SISTEMA ITALIA

I costi diffusi, e spesso nascosti, del terrorismo

La minaccia terroristica ormai pervade le nostre esistenze. Il succedersi, sempre più frequente, degli attentati ha portato a una modificazione profonda degli stili di vita di tutti i cittadini dei Paesi occidentali, da una parte e dall’altra dell’Atlantico. I media, al di là delle notizie di cronaca quando avviene un attentato, ne parlano relativamente poco. E tuttavia il terrorismo ha comportato dei costi economici e sociali molto rilevanti.

Sul piano economico, i massicci investimenti nelle strutture di controllo e difesa hanno assunto una dimensione molto importante. E il mutamento di molti comportamenti degli individui a seguito degli attentati ha anch’esso provocato effetti economici di grande rilievo. Ma ciò che è soprattutto cambiato è l’atteggiamento dei singoli cittadini, sino a mutare in misura sempre più percepibile l’approccio alla vita di tutti i giorni.

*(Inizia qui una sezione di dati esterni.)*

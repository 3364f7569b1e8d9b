//! Observer side of the Single contract.
//!
//! A [`SingleObserver`] consumes exactly one terminal event per
//! subscription: either a success value or an error, never both.

use std::convert::Infallible;

use crate::rc::{MutArc, MutRc, RcDerefMut};

/// The consumer of a [`Single`](crate::single::Single).
///
/// The producer contract guarantees that at most one of these methods is
/// invoked, exactly once per subscription.
pub trait SingleObserver<Item, Err> {
  /// Accept the success value terminating the producer.
  fn on_success(&mut self, value: Item);

  /// Accept the error terminating the producer.
  fn on_error(&mut self, err: Err);
}

/// Closure adapter for subscriptions that only care about the success value.
///
/// Pins `Err` to [`Infallible`], so type inference resolves without
/// annotating the error side and producers that can fail don't silently lose
/// their errors here.
#[derive(Clone)]
pub struct SubscribeSuccess<F>(pub F);

impl<Item, F> SingleObserver<Item, Infallible> for SubscribeSuccess<F>
where
  F: FnMut(Item),
{
  #[inline]
  fn on_success(&mut self, value: Item) { (self.0)(value); }

  #[inline]
  fn on_error(&mut self, _err: Infallible) {}
}

/// Closure adapter accepting both terminal outcomes.
#[derive(Clone)]
pub struct SubscribeAll<F, E>(pub F, pub E);

impl<Item, Err, F, E> SingleObserver<Item, Err> for SubscribeAll<F, E>
where
  F: FnMut(Item),
  E: FnMut(Err),
{
  #[inline]
  fn on_success(&mut self, value: Item) { (self.0)(value); }

  #[inline]
  fn on_error(&mut self, err: Err) { (self.1)(err); }
}

// Once-slot observers: the parked observer is taken on the first terminal
// event, so a second terminal from a non-conforming upstream is a no-op, and
// clearing the slot from the outside detaches the consumer entirely.
macro_rules! once_slot_observer_impl {
  ($rc: ident) => {
    impl<O, Item, Err> SingleObserver<Item, Err> for $rc<Option<O>>
    where
      O: SingleObserver<Item, Err>,
    {
      fn on_success(&mut self, value: Item) {
        let inner = self.rc_deref_mut().take();
        if let Some(mut inner) = inner {
          inner.on_success(value);
        }
      }

      fn on_error(&mut self, err: Err) {
        let inner = self.rc_deref_mut().take();
        if let Some(mut inner) = inner {
          inner.on_error(err);
        }
      }
    }
  };
}

once_slot_observer_impl!(MutRc);
once_slot_observer_impl!(MutArc);
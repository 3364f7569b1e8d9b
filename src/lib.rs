//! # rxsingle
//!
//! Delayed terminal delivery for single-value reactive producers.
//!
//! A [`Single`](single::Single) emits exactly one success value or exactly
//! one error per subscription, then terminates. The delay adapter captures
//! that terminal event the moment the upstream produces it and re-emits it
//! to the consumer on a scheduler worker after a fixed duration, so the
//! consumer never observes the event on the producing thread, and
//! cancelling the subscription before the delay elapses suppresses the
//! delivery entirely.
//!
//! ```rust
//! use futures::executor::LocalPool;
//! use rxsingle::prelude::*;
//!
//! let mut pool = LocalPool::new();
//! single::of(1)
//!   .delay(Duration::from_millis(5), pool.spawner())
//!   .subscribe(|v| println!("{v}"));
//! pool.run();
//! ```
//!
//! ## Key concepts
//!
//! | Type | Description |
//! |------|-------------|
//! | [`Single`](single::Single) | Producer of exactly one terminal event |
//! | [`SingleObserver`](observer::SingleObserver) | Consumes that event |
//! | [`LocalScheduler`](scheduler::LocalScheduler) / [`SharedScheduler`](scheduler::SharedScheduler) | Hand out one worker per subscription |
//! | [`LocalSubscription`](subscription::LocalSubscription) / [`SharedSubscription`](subscription::SharedSubscription) | Composite cancellation handles |
//!
//! ## Feature flags
//!
//! - **`futures-scheduler`** (default): thread-pool backed shared scheduler.

pub mod observer;
pub mod ops;
pub mod prelude;
pub mod rc;
pub mod scheduler;
pub mod single;
pub mod subscription;
pub mod test_scheduler;

pub use prelude::*;

pub use crate::scheduler::{Duration, Instant};
//! Re-exports of the types and traits a downstream pipeline touches.

pub use crate::observer::{SingleObserver, SubscribeAll, SubscribeSuccess};
pub use crate::ops::delay::{
  DelayObserver, DelayObserverThreads, DelayOp, DelayOpThreads, DetachObserver,
};
pub use crate::rc::{MutArc, MutRc, RcDeref, RcDerefMut};
#[cfg(feature = "futures-scheduler")]
pub use crate::scheduler::{default_pool, PoolWorker};
pub use crate::scheduler::{
  Duration, Instant, LocalScheduler, LocalWorker, SharedScheduler,
  SharedWorker, SpawnHandle, SpawnerWorker,
};
pub use crate::single::{self, Single, SingleExt};
pub use crate::subscription::*;
//! Benchmark harness
//!
//! Runs N trials. Each trial generates a fresh random batch and times three
//! operations: JSON encode, raw pack (optionally pack + unpack), and JSON
//! decode. Timings accumulate in a report returned to the caller; nothing is
//! kept in process-wide state.

use std::time::Instant;

use rand::rngs::StdRng;
use rand::SeedableRng;

use crate::batch::{GenConfig, MessageBatch};
use crate::packed::{self, UnpackError};

/// What the raw path measures per trial.
#[derive(Debug, Clone, Copy, PartialEq, Eq, Default)]
pub enum RawMode {
    /// Time `pack` only. Matches the reference measurement, which never read
    /// the packed buffer back, so the raw number is write-path cost alone.
    #[default]
    EncodeOnly,
    /// Time `pack` and `unpack` separately, making the raw path symmetric
    /// with the JSON path.
    RoundTrip,
}

/// Benchmark configuration.
#[derive(Debug, Clone, Copy)]
pub struct BenchConfig {
    /// Number of trials.
    pub trials: usize,
    /// Messages per batch.
    pub messages: usize,
    /// Smallest message length, inclusive.
    pub min_len: usize,
    /// Largest message length, inclusive.
    pub max_len: usize,
    /// Explicit rng seed for reproducible runs; OS entropy when absent.
    pub seed: Option<u64>,
    pub raw_mode: RawMode,
}

impl Default for BenchConfig {
    fn default() -> Self {
        BenchConfig {
            trials: 1000,
            messages: 800,
            min_len: 259,
            max_len: 300,
            seed: None,
            raw_mode: RawMode::default(),
        }
    }
}

/// Error type for a benchmark run
#[derive(Debug)]
pub enum BenchError {
    Json(serde_json::Error),
    Unpack(UnpackError),
}

impl std::fmt::Display for BenchError {
    fn fmt(&self, f: &mut std::fmt::Formatter<'_>) -> std::fmt::Result {
        match self {
            BenchError::Json(e) => write!(f, "json encoding failed: {}", e),
            BenchError::Unpack(e) => write!(f, "packed decoding failed: {}", e),
        }
    }
}

impl std::error::Error for BenchError {}

impl From<serde_json::Error> for BenchError {
    fn from(e: serde_json::Error) -> Self {
        BenchError::Json(e)
    }
}

impl From<UnpackError> for BenchError {
    fn from(e: UnpackError) -> Self {
        BenchError::Unpack(e)
    }
}

/// Mean and maximum over a series of millisecond samples.
#[derive(Debug, Clone, Copy, PartialEq)]
pub struct TimingStats {
    pub mean_ms: f64,
    pub max_ms: f64,
}

impl TimingStats {
    pub fn of(samples: &[f64]) -> Self {
        let mean_ms = if samples.is_empty() {
            0.0
        } else {
            samples.iter().sum::<f64>() / samples.len() as f64
        };
        let max_ms = samples.iter().copied().fold(0.0f64, f64::max);
        TimingStats { mean_ms, max_ms }
    }
}

/// Per-path timing series for one run, in milliseconds.
#[derive(Debug, Default)]
pub struct BenchReport {
    pub json_encode_ms: Vec<f64>,
    pub json_decode_ms: Vec<f64>,
    pub raw_encode_ms: Vec<f64>,
    /// Empty unless the run used `RawMode::RoundTrip`.
    pub raw_decode_ms: Vec<f64>,
}

impl BenchReport {
    pub fn json_encode(&self) -> TimingStats {
        TimingStats::of(&self.json_encode_ms)
    }

    pub fn json_decode(&self) -> TimingStats {
        TimingStats::of(&self.json_decode_ms)
    }

    pub fn raw_encode(&self) -> TimingStats {
        TimingStats::of(&self.raw_encode_ms)
    }

    pub fn raw_decode(&self) -> TimingStats {
        TimingStats::of(&self.raw_decode_ms)
    }
}

#[inline]
fn elapsed_ms(start: Instant) -> f64 {
    start.elapsed().as_secs_f64() * 1_000.0
}

/// Run the full benchmark and collect per-trial timings.
pub fn run(config: &BenchConfig) -> Result<BenchReport, BenchError> {
    let mut rng = match config.seed {
        Some(seed) => StdRng::seed_from_u64(seed),
        None => StdRng::from_os_rng(),
    };

    let shape = GenConfig {
        count: config.messages,
        min_len: config.min_len,
        max_len: config.max_len,
    };

    let mut report = BenchReport::default();

    for _ in 0..config.trials {
        let batch = MessageBatch::generate(&shape, &mut rng);

        // JSON encode; keep the text for the decode measurement below.
        let start = Instant::now();
        let json = serde_json::to_string(&batch)?;
        report.json_encode_ms.push(elapsed_ms(start));

        // Raw pack, and in round-trip mode a separately timed unpack.
        let start = Instant::now();
        let packed = packed::pack(&batch.messages);
        report.raw_encode_ms.push(elapsed_ms(start));

        if config.raw_mode == RawMode::RoundTrip {
            let start = Instant::now();
            let decoded = packed::unpack(&packed)?;
            report.raw_decode_ms.push(elapsed_ms(start));
            std::hint::black_box(decoded);
        }

        // JSON decode.
        let start = Instant::now();
        let decoded: MessageBatch = serde_json::from_str(&json)?;
        report.json_decode_ms.push(elapsed_ms(start));
        std::hint::black_box(decoded);
    }

    Ok(report)
}

#[cfg(test)]
mod tests {
    use super::*;

    fn small_config(raw_mode: RawMode) -> BenchConfig {
        BenchConfig {
            trials: 5,
            messages: 16,
            min_len: 8,
            max_len: 24,
            seed: Some(99),
            raw_mode,
        }
    }

    #[test]
    fn test_encode_only_series_lengths() {
        let report = run(&small_config(RawMode::EncodeOnly)).unwrap();
        assert_eq!(report.json_encode_ms.len(), 5);
        assert_eq!(report.json_decode_ms.len(), 5);
        assert_eq!(report.raw_encode_ms.len(), 5);
        assert!(report.raw_decode_ms.is_empty());
    }

    #[test]
    fn test_round_trip_collects_raw_decode() {
        let report = run(&small_config(RawMode::RoundTrip)).unwrap();
        assert_eq!(report.raw_decode_ms.len(), 5);
    }

    #[test]
    fn test_stats_mean_and_max() {
        let stats = TimingStats::of(&[1.0, 2.0, 6.0]);
        assert_eq!(stats.mean_ms, 3.0);
        assert_eq!(stats.max_ms, 6.0);
    }

    #[test]
    fn test_stats_empty_series() {
        let stats = TimingStats::of(&[]);
        assert_eq!(stats.mean_ms, 0.0);
        assert_eq!(stats.max_ms, 0.0);
    }

    #[test]
    fn test_default_matches_reference_shape() {
        let config = BenchConfig::default();
        assert_eq!(config.trials, 1000);
        assert_eq!(config.messages, 800);
        assert_eq!(config.min_len, 259);
        assert_eq!(config.max_len, 300);
        assert_eq!(config.raw_mode, RawMode::EncodeOnly);
    }
}
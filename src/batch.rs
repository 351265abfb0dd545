//! Message batches and random generation
//!
//! A batch is the unit both encodings operate on: an ordered list of opaque
//! byte messages. The struct wraps the list in a single `messages` field so
//! the structured path serializes a proper JSON object rather than a bare
//! array.

use rand::{Rng, RngCore};
use serde::{Deserialize, Serialize};

/// Shape of a generated batch.
#[derive(Debug, Clone, Copy)]
pub struct GenConfig {
    /// Number of messages per batch.
    pub count: usize,
    /// Smallest message length, inclusive.
    pub min_len: usize,
    /// Largest message length, inclusive.
    pub max_len: usize,
}

/// An ordered batch of opaque binary messages.
#[derive(Debug, Clone, PartialEq, Eq, Serialize, Deserialize)]
pub struct MessageBatch {
    pub messages: Vec<Vec<u8>>,
}

impl MessageBatch {
    /// Generate a batch of `config.count` messages, each with a uniformly
    /// random length in `[min_len, max_len]` and uniformly random contents.
    pub fn generate<R: Rng>(config: &GenConfig, rng: &mut R) -> Self {
        let mut messages = Vec::with_capacity(config.count);

        for _ in 0..config.count {
            let len = rng.random_range(config.min_len..=config.max_len);
            let mut bytes = vec![0u8; len];
            rng.fill_bytes(&mut bytes);
            messages.push(bytes);
        }

        MessageBatch { messages }
    }

    /// Total payload bytes across all messages, headers excluded.
    pub fn payload_len(&self) -> usize {
        self.messages.iter().map(|m| m.len()).sum()
    }
}

#[cfg(test)]
mod tests {
    use super::*;
    use rand::rngs::StdRng;
    use rand::SeedableRng;

    const CONFIG: GenConfig = GenConfig {
        count: 64,
        min_len: 10,
        max_len: 20,
    };

    #[test]
    fn test_lengths_within_bounds() {
        let mut rng = StdRng::seed_from_u64(7);
        let batch = MessageBatch::generate(&CONFIG, &mut rng);

        assert_eq!(batch.messages.len(), CONFIG.count);
        for message in &batch.messages {
            assert!(message.len() >= CONFIG.min_len);
            assert!(message.len() <= CONFIG.max_len);
        }
    }

    #[test]
    fn test_seeded_generation_is_deterministic() {
        let a = MessageBatch::generate(&CONFIG, &mut StdRng::seed_from_u64(42));
        let b = MessageBatch::generate(&CONFIG, &mut StdRng::seed_from_u64(42));
        assert_eq!(a, b);

        let c = MessageBatch::generate(&CONFIG, &mut StdRng::seed_from_u64(43));
        assert_ne!(a, c);
    }

    #[test]
    fn test_json_round_trip() {
        let mut rng = StdRng::seed_from_u64(1);
        let batch = MessageBatch::generate(&CONFIG, &mut rng);

        let json = serde_json::to_string(&batch).unwrap();
        let decoded: MessageBatch = serde_json::from_str(&json).unwrap();
        assert_eq!(batch, decoded);
    }

    #[test]
    fn test_fixed_length_interval() {
        let config = GenConfig {
            count: 8,
            min_len: 5,
            max_len: 5,
        };
        let batch = MessageBatch::generate(&config, &mut StdRng::seed_from_u64(0));
        assert!(batch.messages.iter().all(|m| m.len() == 5));
        assert_eq!(batch.payload_len(), 40);
    }
}
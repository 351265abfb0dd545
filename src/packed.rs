//! Packed buffer codec
//!
//! Serializes an ordered batch of messages into one contiguous buffer with no
//! generic serialization layer in between. Each record is an 8-byte header
//! (4-byte little-endian record index, 4-byte little-endian message length)
//! followed by the raw message bytes, with records back-to-back and no
//! trailing padding.

/// Per-record header size: 4-byte index + 4-byte length.
pub const HEADER_LEN: usize = 8;

/// Error type for unpacking a packed buffer
#[derive(Debug, PartialEq, Eq)]
pub enum UnpackError {
    /// Fewer than `HEADER_LEN` bytes remained where a header was expected.
    TruncatedHeader { at: usize },
    /// The header declared more body bytes than the buffer holds.
    TruncatedBody { index: u32, declared: u32, available: usize },
    /// The header's index field did not match the record's position.
    IndexMismatch { expected: u32, found: u32 },
}

impl std::fmt::Display for UnpackError {
    fn fmt(&self, f: &mut std::fmt::Formatter<'_>) -> std::fmt::Result {
        match self {
            UnpackError::TruncatedHeader { at } => {
                write!(f, "truncated header at byte {}", at)
            }
            UnpackError::TruncatedBody {
                index,
                declared,
                available,
            } => write!(
                f,
                "record {} declares {} bytes but only {} remain",
                index, declared, available
            ),
            UnpackError::IndexMismatch { expected, found } => {
                write!(f, "expected record index {}, found {}", expected, found)
            }
        }
    }
}

impl std::error::Error for UnpackError {}

/// Exact size of the packed encoding: one header per message plus the bytes.
#[inline]
pub fn packed_len<M: AsRef<[u8]>>(messages: &[M]) -> usize {
    HEADER_LEN * messages.len() + messages.iter().map(|m| m.as_ref().len()).sum::<usize>()
}

/// Pack a batch of messages into a single contiguous buffer.
///
/// The output is pre-allocated to its exact final size, then filled in one
/// linear pass. Message lengths must fit in `u32`; the generator guarantees
/// this by construction.
pub fn pack<M: AsRef<[u8]>>(messages: &[M]) -> Vec<u8> {
    let mut buf = Vec::with_capacity(packed_len(messages));

    for (i, message) in messages.iter().enumerate() {
        let bytes = message.as_ref();
        buf.extend_from_slice(&(i as u32).to_le_bytes());
        buf.extend_from_slice(&(bytes.len() as u32).to_le_bytes());
        buf.extend_from_slice(bytes);
    }

    buf
}

/// Unpack a packed buffer back into its messages.
///
/// Reads records until the buffer is exhausted. Each header's index must
/// equal the record's position, and each declared length must be available.
pub fn unpack(buf: &[u8]) -> Result<Vec<Vec<u8>>, UnpackError> {
    let mut messages = Vec::new();
    let mut pos = 0usize;

    while pos < buf.len() {
        if buf.len() - pos < HEADER_LEN {
            return Err(UnpackError::TruncatedHeader { at: pos });
        }

        let index = read_u32(buf, pos);
        let len = read_u32(buf, pos + 4);
        pos += HEADER_LEN;

        let expected = messages.len() as u32;
        if index != expected {
            return Err(UnpackError::IndexMismatch {
                expected,
                found: index,
            });
        }

        let available = buf.len() - pos;
        if available < len as usize {
            return Err(UnpackError::TruncatedBody {
                index,
                declared: len,
                available,
            });
        }

        messages.push(buf[pos..pos + len as usize].to_vec());
        pos += len as usize;
    }

    Ok(messages)
}

#[inline(always)]
fn read_u32(buf: &[u8], pos: usize) -> u32 {
    u32::from_le_bytes([buf[pos], buf[pos + 1], buf[pos + 2], buf[pos + 3]])
}
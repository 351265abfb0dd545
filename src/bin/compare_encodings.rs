use clap::Parser;
use packbench::{harness, BenchConfig, RawMode};

#[derive(Parser)]
#[command(
    name = "compare_encodings",
    about = "Compare JSON-wrapped message batches against raw packed buffers"
)]
struct Cli {
    /// Number of trials, each with a fresh random batch.
    #[arg(long, default_value_t = 1000)]
    trials: usize,

    /// Messages per batch.
    #[arg(long, default_value_t = 800)]
    messages: usize,

    /// Smallest message length in bytes, inclusive.
    #[arg(long, default_value_t = 259)]
    min_len: usize,

    /// Largest message length in bytes, inclusive.
    #[arg(long, default_value_t = 300)]
    max_len: usize,

    /// Rng seed for reproducible runs; seeds from OS entropy when omitted.
    #[arg(long)]
    seed: Option<u64>,

    /// Also time unpacking the raw buffer, making the raw path symmetric
    /// with the JSON encode+decode measurement.
    #[arg(long)]
    raw_decode: bool,
}

fn main() -> Result<(), Box<dyn std::error::Error>> {
    let cli = Cli::parse();

    let config = BenchConfig {
        trials: cli.trials,
        messages: cli.messages,
        min_len: cli.min_len,
        max_len: cli.max_len,
        seed: cli.seed,
        raw_mode: if cli.raw_decode {
            RawMode::RoundTrip
        } else {
            RawMode::EncodeOnly
        },
    };

    println!(
        "Starting {} trials ({} messages of {}-{} bytes per batch)...",
        config.trials, config.messages, config.min_len, config.max_len
    );

    let report = harness::run(&config)?;

    println!(
        "Average timing for JSON encode: {:.4} ms",
        report.json_encode().mean_ms
    );
    println!(
        "Average timing for raw pack:    {:.4} ms",
        report.raw_encode().mean_ms
    );
    if cli.raw_decode {
        println!(
            "Average timing for raw unpack:  {:.4} ms",
            report.raw_decode().mean_ms
        );
    }
    println!(
        "Average timing for JSON decode: {:.4} ms",
        report.json_decode().mean_ms
    );
    println!("===================================================");
    println!(
        "Max timing for JSON encode: {:.4} ms",
        report.json_encode().max_ms
    );
    println!(
        "Max timing for raw pack:    {:.4} ms",
        report.raw_encode().max_ms
    );
    if cli.raw_decode {
        println!(
            "Max timing for raw unpack:  {:.4} ms",
            report.raw_decode().max_ms
        );
    }
    println!(
        "Max timing for JSON decode: {:.4} ms",
        report.json_decode().max_ms
    );

    Ok(())
}
use utoipa_axum::router::OpenApiRouter;

use crate::server::{composition::container::Bindings, state::AppState};

/// A unit of composition: a named group of providers plus the routes that use them.
pub trait Module: Send + Sync {
    fn name(&self) -> &'static str;

    /// Registers this module's providers.
    fn providers(&self, _bindings: &mut Bindings) {}

    /// HTTP routes contributed by this module.
    fn routes(&self) -> OpenApiRouter<AppState> {
        OpenApiRouter::new()
    }
}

Ciò vale anche per la popolazione italiana, benché l’intensificarsi degli atti terroristici abbia per ora hanno riguardato Paesi diversi dal nostro, che sono però a noi vicini, e non solo geograficamente. Anche nella nostra penisola, dunque, il terrorismo ha intimorito molti, in tutte le categorie sociali. In modo così intenso e profondo da avere portato alcuni a modificare, talvolta anche sostanzialmente, le proprie abitudini di vita, adottando, spesso inconsciamente, misure prudenziali o mutando almeno in parte comportamenti consolidati.

E’ ciò che emerge da un recente sondaggio realizzato dall’Istituto Eumetra Monterosa, che ha intervistato un campione rappresentativo degli italiani con oltre 17 anni di età. Si rileva come addirittura l’83% degli intervistati, che rappresentano dunque la grandissima maggioranza della popolazione, si dichiari intimorito per l’escalation di violenza terroristica. Di converso, solo una quota minoritaria, il 17%, afferma invece di non essere per nulla spaventato.

I più giovani risultano, forse comprensibilmente, più “coraggiosi” (o, secondo qualcuno, più incoscienti) e meno spaventati dalla minaccia terroristica. Ciò accade in misura ancora più accentuata per chi si trova nella condizione di studente. Chi è più anziano di età, viceversa, appare maggiormente colpito, così come coloro che abitano nei comuni di maggiori dimensioni. Più spaventate risultano le donne, in particolare le casalinghe. Sul piano delle professioni esercitate, infine, si mostrano più impauriti coloro che svolgono lavori di standard più elevato, con una accentuazione tra chi ha una occupazione indipendente.

L’ansia per gli attentati ha generato in qualcuno una concreta modifica di alcune abitudini o modi di vivere. Afferma apertamente di avere agito in questo senso il 4% del campione intervistato (ma è ragionevole pensare che anche molti tra quanti non lo ammettono esplicitamente abbiano, magari inconsapevolmente, mutato qualche comportamento). Non è una percentuale modesta o irrilevante, come si potrebbe pensare, specie se si pensa che corrisponde nella popolazione (e pur tenendo presente il margine di errore statistico presente in tutti i sondaggi) a circa due milioni di persone. Una quantità enorme di cittadini, dunque, costretta dal succedersi degli attentati a cambiare la propria vita. Risultano averlo fatto di più da un verso le persone di età lavorativa “centrale” e dall’altro i più anziani. Con una particolare accentuazione, ancora una volta, tra chi risiede nei centri urbani di maggiori dimensioni e, specialmente, tra gli imprenditori e i liberi professionisti, forse anche in relazione al fatto che queste categorie sono abituate a viaggiare relativamente spesso, anche all’estero. Non a caso, il “viaggiare meno” risulta tra le dichiarazioni più comuni quando si domanda quali comportamenti sono stati effettivamente mutati. Ma, ancor più, spicca la minor frequenza di contesti affollati e di luoghi pubblici in generale.

Insomma, per molti italiani, così come per i cittadini di diversi altri Paesi, il timore di essere coinvolto in atti terroristici comporta una sia pur parziale rinuncia alla socialità diffusa e alla partecipazione collettiva. E, in generale, l’angoscia di attentati coinvolge, anche nel nostro Paese, la grande maggioranza dei cittadini. Una situazione insostenibile, che richiede un deciso intervento delle autorità preposte, a livello nazionale e internazionale (ad esempio, europeo), sia per migliorare le nostre difese, sia per combattere più efficacemente la crescente minaccia terroristica. Che, purtroppo, ha già raggiunto uno dei suoi obiettivi: instillare la paura tra i cittadini. Oltre che comportare un costo economico di grande rilievo.


Renato Mannheimer, sociologo, Eumetra Monterosa.